The present disclosure relates to borehole logging methods and apparatuses for estimating a density of an earth formation using nuclear radiation, particularly by detecting naturally emitted gamma ray spectra. The method may include estimating a naturally emitted total gamma ray spectra; generating one or more simulated naturally emitted gamma ray spectra; and estimating the density of the earth formation using a comparison between the naturally emitted gamma ray spectra and at least one of the simulated naturally emitted gamma ray spectra. The apparatus may include at least one radiation detector ( 200 ) configured to generate gamma information about an earth formation; and at least one processor ( 142 ) configured to generate at least one simulated naturally emitted gamma ray spectra and to estimate the density of the earth formation using a comparison of the at least one naturally emitted gamma ray spectra with the at least one simulated naturally emitted gamma ray spectra.

Description

DENSITY DERIVED FROM SPECTRA OF NATURAL RADIOACTIVITY FIELD OF THE DISCLOSURE
This disclosure generally relates to borehole logging methods and apparatuses for estimating formation properties using nuclear radiation based measurements.
BACKGROUND OF THE DISCLOSURE
Oil well logging has been known for many years and provides an oil and gas well driller with information about the particular earth formation being drilled. Hydrocarbons are generally contained in reservoirs formed in rock formations with various lithologies. The type of lithology may provide information as to the size and location of hydrocarbon containing reservoirs. Information regarding the type of lithology encountered during exploration and production may provide indications of the location and extent of hydrocarbons in a given earth formation.

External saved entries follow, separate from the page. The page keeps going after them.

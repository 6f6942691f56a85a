//! Unified error handling with Sentry integration.
//!
//! Provides a unified `AppError` type that captures server-side errors to
//! Sentry before responding to the client. All route handlers return
//! `Result<T, AppError>`; service errors convert via `From`.
//!
//! The JSON body shape is `{"message": ..., "errors": [{field, message}]?}`
//! so form-level failures carry field detail the client can render inline.

use axum::{
    Json,
    http::StatusCode,
    response::{IntoResponse, Response},
};
use serde::Serialize;
use thiserror::Error;

use crate::media::MediaError;
use crate::services::auth::AuthError;
use crate::services::catalog::CatalogError;
use crate::services::orders::OrderError;
use crate::store::StoreError;

/// A field-level validation failure.
#[derive(Debug, Clone, Serialize)]
pub struct FieldError {
    /// The offending input field, in wire casing (e.g. `totalPrice`).
    pub field: String,
    /// Human-readable description.
    pub message: String,
}

impl FieldError {
    /// Create a field error.
    pub fn new(field: impl Into<String>, message: impl Into<String>) -> Self {
        Self {
            field: field.into(),
            message: message.into(),
        }
    }
}

/// Application-level error type for the API.
#[derive(Debug, Error)]
pub enum AppError {
    /// Malformed or missing input, client-correctable.
    #[error("validation failed")]
    Validation(Vec<FieldError>),

    /// Referenced entity absent.
    #[error("not found: {0}")]
    NotFound(String),

    /// Missing/invalid/expired credential or insufficient role.
    #[error("auth error: {0}")]
    Auth(#[from] AuthError),

    /// Required image absent on product create.
    #[error("image is required")]
    MediaMissing,

    /// Attached image rejected by the media collaborator.
    #[error("media error: {0}")]
    Media(#[from] MediaError),

    /// Malformed request at the transport level (bad multipart, etc).
    #[error("bad request: {0}")]
    BadRequest(String),

    /// Unique-index violation from the store.
    #[error("conflict: {0}")]
    Conflict(String),

    /// Store operation failed.
    #[error("store error: {0}")]
    Store(StoreError),

    /// Unclassified server error.
    #[error("internal error: {0}")]
    Internal(String),
}

impl From<StoreError> for AppError {
    fn from(e: StoreError) -> Self {
        match e {
            StoreError::NotFound => Self::NotFound("entity".to_owned()),
            StoreError::Conflict(what) => Self::Conflict(what),
            other => Self::Store(other),
        }
    }
}

impl From<CatalogError> for AppError {
    fn from(e: CatalogError) -> Self {
        match e {
            CatalogError::Validation(errors) => Self::Validation(errors),
            CatalogError::MediaMissing => Self::MediaMissing,
            CatalogError::Media(e) => Self::Media(e),
            CatalogError::NotFound => Self::NotFound("product".to_owned()),
            CatalogError::Auth(e) => Self::Auth(e),
            CatalogError::Store(e) => e.into(),
        }
    }
}

impl From<OrderError> for AppError {
    fn from(e: OrderError) -> Self {
        match e {
            OrderError::Validation(errors) => Self::Validation(errors),
            OrderError::NotFound => Self::NotFound("order".to_owned()),
            OrderError::Auth(e) => Self::Auth(e),
            OrderError::Store(e) => e.into(),
        }
    }
}

/// JSON error body.
#[derive(Serialize)]
struct ErrorBody {
    message: String,
    #[serde(skip_serializing_if = "Option::is_none")]
    errors: Option<Vec<FieldError>>,
}

impl IntoResponse for AppError {
    fn into_response(self) -> Response {
        // Capture server errors to Sentry
        if matches!(self, Self::Store(_) | Self::Internal(_))
            || matches!(
                self,
                Self::Auth(AuthError::Store(_) | AuthError::PasswordHash)
            )
        {
            let event_id = sentry::capture_error(&self);
            tracing::error!(
                error = %self,
                sentry_event_id = %event_id,
                "Request error"
            );
        }

        let status = match &self {
            Self::Validation(_) | Self::MediaMissing | Self::Media(_) => StatusCode::BAD_REQUEST,
            Self::NotFound(_) => StatusCode::NOT_FOUND,
            Self::Auth(err) => match err {
                AuthError::Validation(_) => StatusCode::BAD_REQUEST,
                AuthError::InvalidCredentials
                | AuthError::MissingToken
                | AuthError::InvalidToken
                | AuthError::TokenExpired => StatusCode::UNAUTHORIZED,
                AuthError::Forbidden => StatusCode::FORBIDDEN,
                AuthError::UserAlreadyExists => StatusCode::CONFLICT,
                AuthError::UserNotFound => StatusCode::NOT_FOUND,
                AuthError::Store(_) | AuthError::PasswordHash => {
                    StatusCode::INTERNAL_SERVER_ERROR
                }
            },
            Self::BadRequest(_) => StatusCode::BAD_REQUEST,
            Self::Conflict(_) => StatusCode::CONFLICT,
            Self::Store(_) | Self::Internal(_) => StatusCode::INTERNAL_SERVER_ERROR,
        };

        // Don't expose internal error details to clients
        let (message, errors) = match self {
            Self::Validation(errors) => ("validation failed".to_owned(), Some(errors)),
            Self::Auth(AuthError::Validation(errors)) => {
                ("validation failed".to_owned(), Some(errors))
            }
            Self::Store(_) | Self::Internal(_) => ("Internal server error".to_owned(), None),
            Self::Auth(AuthError::Store(_) | AuthError::PasswordHash) => {
                ("Internal server error".to_owned(), None)
            }
            other => (other.to_string(), None),
        };

        (status, Json(ErrorBody { message, errors })).into_response()
    }
}

/// Result type alias for `AppError`.
pub type Result<T> = std::result::Result<T, AppError>;
use anyhow::{Context, Result};
use clap::Parser;
use coretrace::align::Aligner;
use coretrace::cli::{AlignArgs, Cli, Command, CoremapArgs, MergeArgs, OutputFormat};
use coretrace::config::AnalysisConfig;
use coretrace::merge::StreamMerger;
use coretrace::occupancy::{
    validate_core_count, OccupancyTracker, ThreadFilter, TrackerConfig, WindowPolicy,
};
use coretrace::parse::{read_input, read_source_trace};
use coretrace::render::{Block, SnapshotRenderer};
use std::fs::File;
use std::io::{self, BufWriter, Write};
use std::path::Path;
use tracing_subscriber::EnvFilter;

/// Initialize the stderr tracing subscriber
///
/// `--debug` forces TRACE; otherwise `RUST_LOG` applies, defaulting to warnings.
fn init_tracing(debug: bool) {
    let filter = if debug {
        EnvFilter::from_default_env().add_directive(tracing::Level::TRACE.into())
    } else {
        EnvFilter::try_from_default_env().unwrap_or_else(|_| EnvFilter::new("warn"))
    };
    tracing_subscriber::fmt()
        .with_env_filter(filter)
        .with_writer(std::io::stderr)
        .init();
}

fn load_config(path: Option<&Path>) -> Result<AnalysisConfig> {
    match path {
        Some(path) => AnalysisConfig::from_file(path)
            .with_context(|| format!("failed to load config {}", path.display())),
        None => Ok(AnalysisConfig::default()),
    }
}

/// Apply a `--numcores` override and validate the result
fn resolve_core_count(config: &AnalysisConfig, flag: Option<usize>) -> Result<usize> {
    let num_cores = flag.unwrap_or(config.num_cores);
    validate_core_count(num_cores)?;
    tracing::info!(logical = num_cores, physical = num_cores / 2, "core layout");
    Ok(num_cores)
}

fn run_merge(mut config: AnalysisConfig, args: MergeArgs) -> Result<()> {
    config.keep_old_events |= args.keep_old_events;
    config.stop_at_first_exhausted |= args.stop_at_first_exhausted;

    let sources = args
        .inputs
        .iter()
        .map(|path| {
            read_source_trace(path).with_context(|| format!("failed to read {}", path.display()))
        })
        .collect::<Result<Vec<_>>>()?;

    let merged = StreamMerger::new(config.merge_config()).merge_sources(sources);

    let mut out: Box<dyn Write> = match &args.output {
        Some(path) => Box::new(BufWriter::new(
            File::create(path).with_context(|| format!("failed to create {}", path.display()))?,
        )),
        None => Box::new(BufWriter::new(io::stdout().lock())),
    };
    match args.format {
        OutputFormat::Text => merged.write_text(&mut out)?,
        OutputFormat::Json => merged.write_json_lines(&mut out)?,
    }
    out.flush()?;
    Ok(())
}

fn print_report(renderer: &SnapshotRenderer, blocks: &[Block]) -> Result<()> {
    let mut out = BufWriter::new(io::stdout().lock());
    out.write_all(renderer.render_report(blocks).as_bytes())?;
    out.flush()?;
    Ok(())
}

fn run_coremap(config: AnalysisConfig, args: CoremapArgs) -> Result<()> {
    let num_cores = resolve_core_count(&config, args.num_cores)?;
    let tracked = if args.all_threads {
        ThreadFilter::all()
    } else {
        config.thread_filter(args.verbose)?
    };
    let window = if args.no_window {
        WindowPolicy::Always
    } else {
        WindowPolicy::Markers
    };

    let content = read_input(&args.input)
        .with_context(|| format!("failed to read {}", args.input.display()))?;
    let mut tracker = OccupancyTracker::new(TrackerConfig {
        num_cores,
        tracked,
        window,
    })?;
    let blocks = tracker.run(&content)?;
    print_report(&SnapshotRenderer::new(num_cores)?, &blocks)
}

fn run_align(config: AnalysisConfig, args: AlignArgs) -> Result<()> {
    let num_cores = resolve_core_count(&config, args.num_cores)?;
    let tracker = OccupancyTracker::new(TrackerConfig {
        num_cores,
        tracked: config.thread_filter(args.verbose)?,
        window: WindowPolicy::Markers,
    })?;

    let coretrace = read_input(&args.input)
        .with_context(|| format!("failed to read {}", args.input.display()))?;
    let estimation = read_input(&args.estimation_log)
        .with_context(|| format!("failed to read {}", args.estimation_log.display()))?;
    let latency = args
        .latency_log
        .as_deref()
        .map(|path| {
            read_input(path).with_context(|| format!("failed to read {}", path.display()))
        })
        .transpose()?;

    let aligner = Aligner::new(tracker, Some(estimation.as_str()), latency.as_deref())?;
    let blocks = aligner.run(&coretrace)?;
    print_report(&SnapshotRenderer::new(num_cores)?, &blocks)
}

fn main() -> Result<()> {
    let args = Cli::parse();

    init_tracing(args.debug);

    let config = load_config(args.config.as_deref())?;

    match args.command {
        Command::Merge(merge) => run_merge(config, merge),
        Command::Coremap(coremap) => run_coremap(config, coremap),
        Command::Align(align) => run_align(config, align),
    }
}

Studies of the earth formations indicate the regular occurrence of naturally radioactive elements in various proportions depending on the type of lithology. Commonly, radioactive isotopes of potassium, uranium, and thorium are found in hydrocarbon bearing lithologies. A rigid or non-rigid carrier is often used to convey the nuclear radiation detectors, often as part of a tool or a set of tools, and the carrier may also provide communication channels for sending information up to the surface.
SUMMARY OF THE DISCLOSURE
In aspects, the present disclosure is related to methods and apparatuses for estimating a density an earth formation using naturally emitted nuclear radiation estimates.
One embodiment according to the present disclosure includes a method of estimating a density of an earth formation, comprising: estimating the density of the earth formation using naturally emitted gamma ray spectra obtained by at least one radiation detector on a downhole tool in a borehole penetrating the earth formation.

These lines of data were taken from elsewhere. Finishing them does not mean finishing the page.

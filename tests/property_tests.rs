//! Property-based tests for merging and occupancy tracking
//!
//! Properties covered:
//! 1. Merging keeps every retained event and emits them in time order
//! 2. Equal timestamps are emitted in source order
//! 3. Truncation drops exactly the events before the latest first event
//! 4. Core occupancy stays consistent under arbitrary migrations
//! 5. Rendering is a pure function of the block

use coretrace::event::Event;
use coretrace::merge::{ExhaustionPolicy, MergeConfig, StartPolicy, StreamMerger};
use coretrace::occupancy::CoreOccupancyState;
use coretrace::render::{Block, SnapshotRenderer, Stamp};
use proptest::prelude::*;

/// Sorted integer-valued timestamps keep float comparisons exact
fn sorted_stream(tag: usize) -> impl Strategy<Value = Vec<Event>> {
    prop::collection::vec(0u32..500, 0..20).prop_map(move |mut times| {
        times.sort_unstable();
        times
            .into_iter()
            .enumerate()
            .map(|(i, t)| Event::new(f64::from(t), 0.0, format!("{}:{}", tag, i)))
            .collect()
    })
}

fn streams() -> impl Strategy<Value = Vec<Vec<Event>>> {
    (1usize..6).prop_flat_map(|n| (0..n).map(sorted_stream).collect::<Vec<_>>())
}

fn source_of(event: &Event) -> usize {
    event
        .message
        .split(':')
        .next()
        .and_then(|tag| tag.parse().ok())
        .unwrap()
}

proptest! {
    #![proptest_config(ProptestConfig::with_cases(200))]

    #[test]
    fn prop_retentive_merge_is_total_and_ordered(streams in streams()) {
        let total: usize = streams.iter().map(Vec::len).sum();
        let merger = StreamMerger::new(MergeConfig {
            start: StartPolicy::Retentive,
            exhaustion: ExhaustionPolicy::Drain,
        });
        let (_, merged) = merger.merge(streams);

        prop_assert_eq!(merged.len(), total);
        for pair in merged.windows(2) {
            prop_assert!(pair[0].timestamp_ns <= pair[1].timestamp_ns);
            prop_assert!(pair[1].delta_ns >= 0.0);
        }
    }

    #[test]
    fn prop_ties_keep_source_order(streams in streams()) {
        let (_, merged) = StreamMerger::default().merge(streams);

        for pair in merged.windows(2) {
            if pair[0].timestamp_ns == pair[1].timestamp_ns
                && source_of(&pair[0]) != source_of(&pair[1])
            {
                prop_assert!(source_of(&pair[0]) < source_of(&pair[1]));
            }
        }
    }

    #[test]
    fn prop_truncation_drops_only_early_events(streams in streams()) {
        let latest_first = streams
            .iter()
            .filter_map(|s| s.first().map(|e| e.timestamp_ns))
            .fold(f64::NEG_INFINITY, f64::max);
        let expected: usize = streams
            .iter()
            .map(|s| s.iter().filter(|e| e.timestamp_ns >= latest_first).count())
            .sum();

        let (start, merged) = StreamMerger::default().merge(streams);

        prop_assert_eq!(merged.len(), expected);
        if !merged.is_empty() {
            prop_assert_eq!(start, latest_first);
            prop_assert_eq!(merged[0].timestamp_ns, 0.0);
            prop_assert!(merged.iter().all(|e| e.timestamp_ns >= 0.0));
        }
    }
}

proptest! {
    #![proptest_config(ProptestConfig::with_cases(200))]

    #[test]
    fn prop_occupancy_stays_consistent(
        moves in prop::collection::vec((0usize..6, 0usize..8, any::<bool>()), 0..60),
    ) {
        let mut state = CoreOccupancyState::new(8).unwrap();
        for (thread, core, retire) in moves {
            let name = format!("w{}", thread);
            if retire {
                state.retire(&name);
            } else {
                state.place(&name, core).unwrap();
            }
            prop_assert!(state.is_consistent());
            prop_assert!(state.threads_on(core).iter().filter(|t| **t == name).count() <= 1);
        }
    }

    #[test]
    fn prop_place_out_of_range_is_rejected(core in 8usize..64) {
        let mut state = CoreOccupancyState::new(8).unwrap();
        prop_assert!(state.place("w0", core).is_err());
        prop_assert!(state.is_consistent());
    }

    #[test]
    fn prop_render_is_deterministic(
        names in prop::collection::vec(("[a-z][a-z0-9]{0,7}", 0usize..4), 0..10),
        timestamp in 0.0f64..1e9,
    ) {
        let mut cores = vec![Vec::new(); 4];
        for (name, core) in &names {
            cores[*core].push(name.clone());
        }
        let renderer = SnapshotRenderer::new(4).unwrap();
        let block = Block::Occupancy {
            stamp: Stamp { timestamp_ns: timestamp, delta_ns: 0.0 },
            cores: cores.clone(),
        };

        let text = renderer.render(&block);
        prop_assert_eq!(&text, &renderer.render(&block));

        let busiest = cores.iter().map(Vec::len).max().unwrap_or(0).max(1);
        prop_assert_eq!(text.lines().count(), busiest + 1);
    }
}
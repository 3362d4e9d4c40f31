//! Error taxonomy for trace ingestion and analysis
//!
//! Only conditions that abort a run are errors. Missing clock headers,
//! unmatched lines and exhausted streams are ordinary values elsewhere
//! (identity clocks, `Line::Unmatched`, `Pending::Exhausted`).

use std::io;
use std::path::PathBuf;
use thiserror::Error;

/// Fatal errors raised by the library
#[derive(Error, Debug)]
pub enum TraceError {
    #[error("Cannot read {}: {source}", path.display())]
    UnreadableFile {
        path: PathBuf,
        #[source]
        source: io::Error,
    },

    #[error("Invalid core count {0}: must be even and at least 2")]
    InvalidCoreCount(usize),

    #[error("Core {core} is outside the configured range 0..{num_cores}")]
    CoreOutOfRange { core: usize, num_cores: usize },

    #[error("Invalid thread pattern: {0}")]
    InvalidPattern(#[from] regex::Error),

    #[error("Invalid configuration: {0}")]
    Config(String),
}

impl TraceError {
    /// Wrap an I/O failure with the path that caused it
    pub fn unreadable(path: impl Into<PathBuf>, source: io::Error) -> Self {
        TraceError::UnreadableFile {
            path: path.into(),
            source,
        }
    }
}

pub type Result<T> = std::result::Result<T, TraceError>;
#![no_main]

use coretrace::parse::{parse_source_trace, EstimationDumpReader, LatencyLogReader};
use libfuzzer_sys::fuzz_target;

fuzz_target!(|data: &[u8]| {
    if let Ok(input) = std::str::from_utf8(data) {
        // None of the readers may panic on arbitrary text
        let _ = parse_source_trace(input);

        if let Ok(mut dumps) = EstimationDumpReader::new(input) {
            while dumps.next_dump().is_some() {}
        }
        if let Ok(mut rows) = LatencyLogReader::new(input) {
            while rows.next_row().is_some() {}
        }
    }
});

Another embodiment according to the present disclosure includes an apparatus for estimating a density of an earth formation, comprising: a carrier configured to be conveyed in a borehole penetrating the earth formation; and at least one radiation detector disposed on the carrier and configured to produce a signal indicative of naturally emitted gamma ray spectra; and at least one processor configured to estimate the density of the earth formation using the signal produced by the at least one radiation detector.
Another embodiment according to the present disclosure includes a non- transitory computer-readable medium product having instructions thereon that, when executed, cause at least one processor to perform a method, the method comprising: estimating the density of the earth formation using naturally emitted gamma ray spectra obtained by at least one radiation detector on a downhole tool in a borehole penetrating the earth formation.
Examples of the more important features of the disclosure have been
summarized rather broadly in order that the detailed description thereof that follows may be better understood and in order that the contributions they represent to the art may be appreciated.
BRIEF DESCRIPTION OF THE DRAWINGS
For a detailed understanding of the present disclosure, reference should be made to the following detailed description of the embodiments, taken in conjunction with the accompanying drawings, in which like elements have been given like numerals, wherein:
Fig. 1 shows a schematic of a downhole tool deployed in a borehole along a drill string according to one embodiment of the present disclosure;
Fig. 2 shows a schematic of a nuclear radiation detection module for one embodiment according to the present disclosure;
Fig. 3 shows a flow chart for a method for one embodiment according to the present disclosure;
Fig. 4 shows a chart with naturally emitted total gamma ray spectra for one embodiment according to the present disclosure; and
Fig. 5 shows a schematic of an apparatus for implementing one embodiment of the method according to the present disclosure.
DETAILED DESCRIPTION
In aspects, this disclosure relates to estimating a density of an earth formation using naturally emitted nuclear radiation estimates.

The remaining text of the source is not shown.